→ Work instructions:
Find how many lines in the data below include the word "TextFragment", then write only that number.

___ Records to process

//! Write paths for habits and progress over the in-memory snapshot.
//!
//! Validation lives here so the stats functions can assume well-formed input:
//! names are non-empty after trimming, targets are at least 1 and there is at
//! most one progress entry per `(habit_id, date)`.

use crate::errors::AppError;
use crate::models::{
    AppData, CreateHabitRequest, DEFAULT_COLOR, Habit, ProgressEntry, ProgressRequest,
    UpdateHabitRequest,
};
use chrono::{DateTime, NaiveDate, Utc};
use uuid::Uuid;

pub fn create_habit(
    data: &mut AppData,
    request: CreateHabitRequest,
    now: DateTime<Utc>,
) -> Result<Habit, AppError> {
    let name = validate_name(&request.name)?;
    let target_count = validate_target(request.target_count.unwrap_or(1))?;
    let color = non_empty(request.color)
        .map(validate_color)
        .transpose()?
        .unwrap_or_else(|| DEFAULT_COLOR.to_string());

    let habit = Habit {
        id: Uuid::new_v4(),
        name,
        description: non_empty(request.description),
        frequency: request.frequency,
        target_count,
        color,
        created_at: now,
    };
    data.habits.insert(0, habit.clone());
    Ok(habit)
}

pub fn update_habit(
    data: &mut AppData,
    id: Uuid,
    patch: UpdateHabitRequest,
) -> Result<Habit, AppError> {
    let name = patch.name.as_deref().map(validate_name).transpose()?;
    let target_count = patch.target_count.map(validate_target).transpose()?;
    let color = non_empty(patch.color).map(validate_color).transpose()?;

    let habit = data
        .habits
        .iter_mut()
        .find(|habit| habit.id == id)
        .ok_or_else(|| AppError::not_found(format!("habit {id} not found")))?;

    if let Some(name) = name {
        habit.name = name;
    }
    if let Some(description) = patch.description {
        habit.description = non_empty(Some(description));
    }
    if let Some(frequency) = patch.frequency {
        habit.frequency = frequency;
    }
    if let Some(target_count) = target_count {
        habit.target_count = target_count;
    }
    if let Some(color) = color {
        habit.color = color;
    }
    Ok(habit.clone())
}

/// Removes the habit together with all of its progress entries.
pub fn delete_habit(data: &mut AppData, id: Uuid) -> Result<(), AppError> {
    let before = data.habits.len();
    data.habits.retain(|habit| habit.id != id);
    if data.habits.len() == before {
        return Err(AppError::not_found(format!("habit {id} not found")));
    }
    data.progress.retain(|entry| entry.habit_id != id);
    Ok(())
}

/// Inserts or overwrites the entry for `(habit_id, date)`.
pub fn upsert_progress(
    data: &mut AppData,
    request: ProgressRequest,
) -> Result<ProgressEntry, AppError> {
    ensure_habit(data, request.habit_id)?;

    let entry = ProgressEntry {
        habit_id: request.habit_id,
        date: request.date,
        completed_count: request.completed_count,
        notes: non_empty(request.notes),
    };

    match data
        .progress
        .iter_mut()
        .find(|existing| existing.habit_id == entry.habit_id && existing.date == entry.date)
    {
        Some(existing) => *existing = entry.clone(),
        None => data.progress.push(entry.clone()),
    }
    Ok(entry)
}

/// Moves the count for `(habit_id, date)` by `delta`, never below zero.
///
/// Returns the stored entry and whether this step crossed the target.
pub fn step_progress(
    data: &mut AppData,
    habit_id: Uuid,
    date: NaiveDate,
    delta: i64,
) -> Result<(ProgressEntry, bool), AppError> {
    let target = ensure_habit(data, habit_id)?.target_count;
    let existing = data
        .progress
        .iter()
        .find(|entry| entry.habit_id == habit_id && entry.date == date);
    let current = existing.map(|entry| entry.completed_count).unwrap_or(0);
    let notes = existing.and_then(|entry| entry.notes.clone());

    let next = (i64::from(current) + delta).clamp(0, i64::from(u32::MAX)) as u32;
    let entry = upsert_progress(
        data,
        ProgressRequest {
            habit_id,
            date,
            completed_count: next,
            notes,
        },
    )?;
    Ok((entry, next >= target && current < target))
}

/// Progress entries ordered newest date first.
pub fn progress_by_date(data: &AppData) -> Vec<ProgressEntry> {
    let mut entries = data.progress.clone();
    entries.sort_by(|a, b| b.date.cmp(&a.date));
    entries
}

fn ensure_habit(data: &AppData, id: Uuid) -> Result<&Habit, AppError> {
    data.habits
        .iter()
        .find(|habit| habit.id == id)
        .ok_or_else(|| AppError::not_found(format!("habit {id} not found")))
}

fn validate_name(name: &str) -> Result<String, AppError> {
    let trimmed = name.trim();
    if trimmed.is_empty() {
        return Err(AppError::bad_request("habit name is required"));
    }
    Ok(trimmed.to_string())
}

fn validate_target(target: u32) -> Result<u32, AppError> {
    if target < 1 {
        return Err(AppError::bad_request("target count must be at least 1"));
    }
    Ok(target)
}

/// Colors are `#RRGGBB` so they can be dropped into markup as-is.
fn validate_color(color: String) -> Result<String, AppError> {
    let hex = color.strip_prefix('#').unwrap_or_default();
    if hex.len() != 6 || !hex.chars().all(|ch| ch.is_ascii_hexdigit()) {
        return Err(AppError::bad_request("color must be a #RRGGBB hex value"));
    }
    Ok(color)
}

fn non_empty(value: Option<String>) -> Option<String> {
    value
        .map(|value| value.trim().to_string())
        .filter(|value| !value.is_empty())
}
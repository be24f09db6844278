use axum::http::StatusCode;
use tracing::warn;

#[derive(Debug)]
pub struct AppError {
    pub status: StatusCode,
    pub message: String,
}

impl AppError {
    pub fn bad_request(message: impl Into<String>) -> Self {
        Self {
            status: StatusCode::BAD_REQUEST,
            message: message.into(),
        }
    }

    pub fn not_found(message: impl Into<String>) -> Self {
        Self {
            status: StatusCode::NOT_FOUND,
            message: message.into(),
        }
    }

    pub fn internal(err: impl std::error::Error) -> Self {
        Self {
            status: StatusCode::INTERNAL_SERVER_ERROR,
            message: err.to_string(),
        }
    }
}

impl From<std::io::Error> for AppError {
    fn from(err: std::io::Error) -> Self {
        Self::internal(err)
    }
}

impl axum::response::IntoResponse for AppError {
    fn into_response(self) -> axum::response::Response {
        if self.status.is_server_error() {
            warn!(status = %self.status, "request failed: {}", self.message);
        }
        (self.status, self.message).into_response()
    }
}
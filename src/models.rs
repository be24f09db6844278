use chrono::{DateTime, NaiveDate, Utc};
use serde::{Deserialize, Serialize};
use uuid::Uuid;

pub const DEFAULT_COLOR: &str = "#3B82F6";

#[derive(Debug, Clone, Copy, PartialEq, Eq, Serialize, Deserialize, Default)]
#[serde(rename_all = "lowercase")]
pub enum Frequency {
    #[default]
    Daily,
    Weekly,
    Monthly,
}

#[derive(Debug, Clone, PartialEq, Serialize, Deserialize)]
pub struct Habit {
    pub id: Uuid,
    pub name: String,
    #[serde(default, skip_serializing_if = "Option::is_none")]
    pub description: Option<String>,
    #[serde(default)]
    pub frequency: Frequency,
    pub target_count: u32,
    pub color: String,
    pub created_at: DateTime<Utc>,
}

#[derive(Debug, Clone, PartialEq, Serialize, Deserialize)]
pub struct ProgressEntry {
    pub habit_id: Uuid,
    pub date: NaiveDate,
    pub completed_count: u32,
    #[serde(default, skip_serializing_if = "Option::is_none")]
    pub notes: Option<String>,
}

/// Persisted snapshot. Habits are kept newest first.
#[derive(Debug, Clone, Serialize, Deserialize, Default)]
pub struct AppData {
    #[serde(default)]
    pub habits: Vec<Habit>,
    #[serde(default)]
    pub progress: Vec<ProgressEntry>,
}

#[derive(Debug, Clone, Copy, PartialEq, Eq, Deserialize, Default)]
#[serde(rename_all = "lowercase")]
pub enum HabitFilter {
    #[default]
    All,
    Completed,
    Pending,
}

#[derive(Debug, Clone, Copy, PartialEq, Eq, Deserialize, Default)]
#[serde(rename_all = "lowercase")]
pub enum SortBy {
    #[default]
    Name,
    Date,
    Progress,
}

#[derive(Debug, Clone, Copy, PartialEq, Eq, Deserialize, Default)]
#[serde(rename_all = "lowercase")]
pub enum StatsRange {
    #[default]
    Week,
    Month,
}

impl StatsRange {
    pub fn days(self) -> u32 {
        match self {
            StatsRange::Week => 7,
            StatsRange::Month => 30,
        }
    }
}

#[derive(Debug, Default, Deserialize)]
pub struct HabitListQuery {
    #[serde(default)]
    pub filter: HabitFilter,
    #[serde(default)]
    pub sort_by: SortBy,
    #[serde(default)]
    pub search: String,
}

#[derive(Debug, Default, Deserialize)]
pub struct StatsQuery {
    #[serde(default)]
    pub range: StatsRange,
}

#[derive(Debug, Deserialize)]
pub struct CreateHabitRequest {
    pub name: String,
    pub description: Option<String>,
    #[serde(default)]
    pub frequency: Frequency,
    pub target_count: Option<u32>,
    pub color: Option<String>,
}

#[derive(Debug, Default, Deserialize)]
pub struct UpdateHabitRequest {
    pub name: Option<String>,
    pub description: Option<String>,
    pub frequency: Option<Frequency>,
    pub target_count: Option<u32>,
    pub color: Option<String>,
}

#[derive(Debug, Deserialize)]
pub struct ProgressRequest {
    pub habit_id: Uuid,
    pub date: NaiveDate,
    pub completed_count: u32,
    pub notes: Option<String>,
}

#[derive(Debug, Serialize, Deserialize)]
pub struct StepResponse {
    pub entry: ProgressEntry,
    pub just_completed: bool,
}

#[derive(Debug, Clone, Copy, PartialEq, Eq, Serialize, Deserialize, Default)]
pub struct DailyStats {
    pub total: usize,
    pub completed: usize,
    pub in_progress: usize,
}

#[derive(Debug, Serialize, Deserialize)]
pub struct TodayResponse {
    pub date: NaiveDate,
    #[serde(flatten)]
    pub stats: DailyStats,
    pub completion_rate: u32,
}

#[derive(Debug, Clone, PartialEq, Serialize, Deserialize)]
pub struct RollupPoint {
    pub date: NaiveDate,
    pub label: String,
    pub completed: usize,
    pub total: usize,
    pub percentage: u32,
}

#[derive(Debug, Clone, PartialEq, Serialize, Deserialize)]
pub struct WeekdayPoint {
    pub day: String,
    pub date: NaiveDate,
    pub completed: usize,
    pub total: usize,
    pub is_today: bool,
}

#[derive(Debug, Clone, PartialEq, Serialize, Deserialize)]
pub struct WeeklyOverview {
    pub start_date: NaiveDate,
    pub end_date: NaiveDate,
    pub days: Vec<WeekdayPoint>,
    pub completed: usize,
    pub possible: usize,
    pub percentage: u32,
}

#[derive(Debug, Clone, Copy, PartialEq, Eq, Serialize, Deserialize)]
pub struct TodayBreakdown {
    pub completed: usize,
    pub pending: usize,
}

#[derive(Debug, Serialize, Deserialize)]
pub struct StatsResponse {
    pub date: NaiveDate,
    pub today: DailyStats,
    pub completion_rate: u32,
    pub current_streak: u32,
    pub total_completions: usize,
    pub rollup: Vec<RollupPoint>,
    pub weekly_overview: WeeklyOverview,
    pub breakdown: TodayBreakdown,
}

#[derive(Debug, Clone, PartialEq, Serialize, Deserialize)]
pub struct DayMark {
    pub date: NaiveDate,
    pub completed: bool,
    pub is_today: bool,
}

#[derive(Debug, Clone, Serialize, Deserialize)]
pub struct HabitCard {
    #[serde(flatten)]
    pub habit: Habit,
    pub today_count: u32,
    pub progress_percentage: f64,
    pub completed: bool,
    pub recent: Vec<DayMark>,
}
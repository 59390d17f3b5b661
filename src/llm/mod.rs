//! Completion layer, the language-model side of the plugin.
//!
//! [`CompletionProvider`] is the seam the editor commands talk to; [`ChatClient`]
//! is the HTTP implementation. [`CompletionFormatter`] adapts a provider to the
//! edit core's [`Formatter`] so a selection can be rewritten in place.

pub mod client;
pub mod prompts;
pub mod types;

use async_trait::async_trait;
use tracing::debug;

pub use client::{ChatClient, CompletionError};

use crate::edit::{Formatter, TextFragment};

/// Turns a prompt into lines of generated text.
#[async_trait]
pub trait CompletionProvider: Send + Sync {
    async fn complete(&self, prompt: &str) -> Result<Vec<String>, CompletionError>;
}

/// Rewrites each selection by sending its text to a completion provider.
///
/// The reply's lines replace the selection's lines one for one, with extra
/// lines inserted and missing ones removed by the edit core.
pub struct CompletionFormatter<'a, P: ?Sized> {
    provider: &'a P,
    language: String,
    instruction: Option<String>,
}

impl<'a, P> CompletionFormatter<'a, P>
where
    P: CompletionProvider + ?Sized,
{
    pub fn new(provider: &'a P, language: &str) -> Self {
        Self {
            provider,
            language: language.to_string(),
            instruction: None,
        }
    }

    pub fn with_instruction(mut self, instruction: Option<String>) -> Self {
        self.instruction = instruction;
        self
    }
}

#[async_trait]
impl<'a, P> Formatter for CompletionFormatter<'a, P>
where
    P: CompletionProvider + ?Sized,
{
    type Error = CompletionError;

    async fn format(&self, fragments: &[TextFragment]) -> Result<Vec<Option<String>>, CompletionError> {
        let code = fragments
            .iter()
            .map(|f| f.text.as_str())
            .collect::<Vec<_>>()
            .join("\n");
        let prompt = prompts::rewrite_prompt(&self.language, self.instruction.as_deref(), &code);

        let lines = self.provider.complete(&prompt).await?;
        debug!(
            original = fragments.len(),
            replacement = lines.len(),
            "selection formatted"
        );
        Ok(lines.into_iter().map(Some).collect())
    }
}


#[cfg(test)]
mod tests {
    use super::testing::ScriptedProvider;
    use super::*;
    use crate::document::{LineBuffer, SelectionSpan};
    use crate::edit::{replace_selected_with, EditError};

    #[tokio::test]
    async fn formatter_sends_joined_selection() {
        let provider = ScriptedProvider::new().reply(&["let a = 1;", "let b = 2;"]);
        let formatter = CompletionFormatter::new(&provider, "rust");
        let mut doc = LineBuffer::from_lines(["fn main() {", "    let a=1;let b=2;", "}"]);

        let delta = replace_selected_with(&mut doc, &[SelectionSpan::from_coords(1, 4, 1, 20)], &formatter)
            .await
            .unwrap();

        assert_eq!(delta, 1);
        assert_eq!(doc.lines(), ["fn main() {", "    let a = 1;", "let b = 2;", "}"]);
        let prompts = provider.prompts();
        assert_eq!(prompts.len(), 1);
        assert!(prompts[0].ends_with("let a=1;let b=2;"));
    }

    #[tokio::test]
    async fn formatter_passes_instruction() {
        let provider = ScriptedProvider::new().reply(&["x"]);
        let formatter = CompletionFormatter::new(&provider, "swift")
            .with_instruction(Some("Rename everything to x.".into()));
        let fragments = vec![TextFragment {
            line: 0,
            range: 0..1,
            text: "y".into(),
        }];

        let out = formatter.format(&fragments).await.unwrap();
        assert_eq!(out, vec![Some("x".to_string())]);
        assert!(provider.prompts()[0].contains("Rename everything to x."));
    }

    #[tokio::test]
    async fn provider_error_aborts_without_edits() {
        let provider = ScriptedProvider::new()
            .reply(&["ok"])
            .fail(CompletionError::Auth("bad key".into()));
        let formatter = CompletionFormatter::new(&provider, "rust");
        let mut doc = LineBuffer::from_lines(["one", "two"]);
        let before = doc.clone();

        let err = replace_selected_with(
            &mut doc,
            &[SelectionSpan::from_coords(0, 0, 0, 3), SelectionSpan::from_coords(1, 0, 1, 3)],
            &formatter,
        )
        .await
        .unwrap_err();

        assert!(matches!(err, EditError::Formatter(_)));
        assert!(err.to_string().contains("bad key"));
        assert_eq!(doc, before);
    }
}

______

→ Solution to the exercise:
3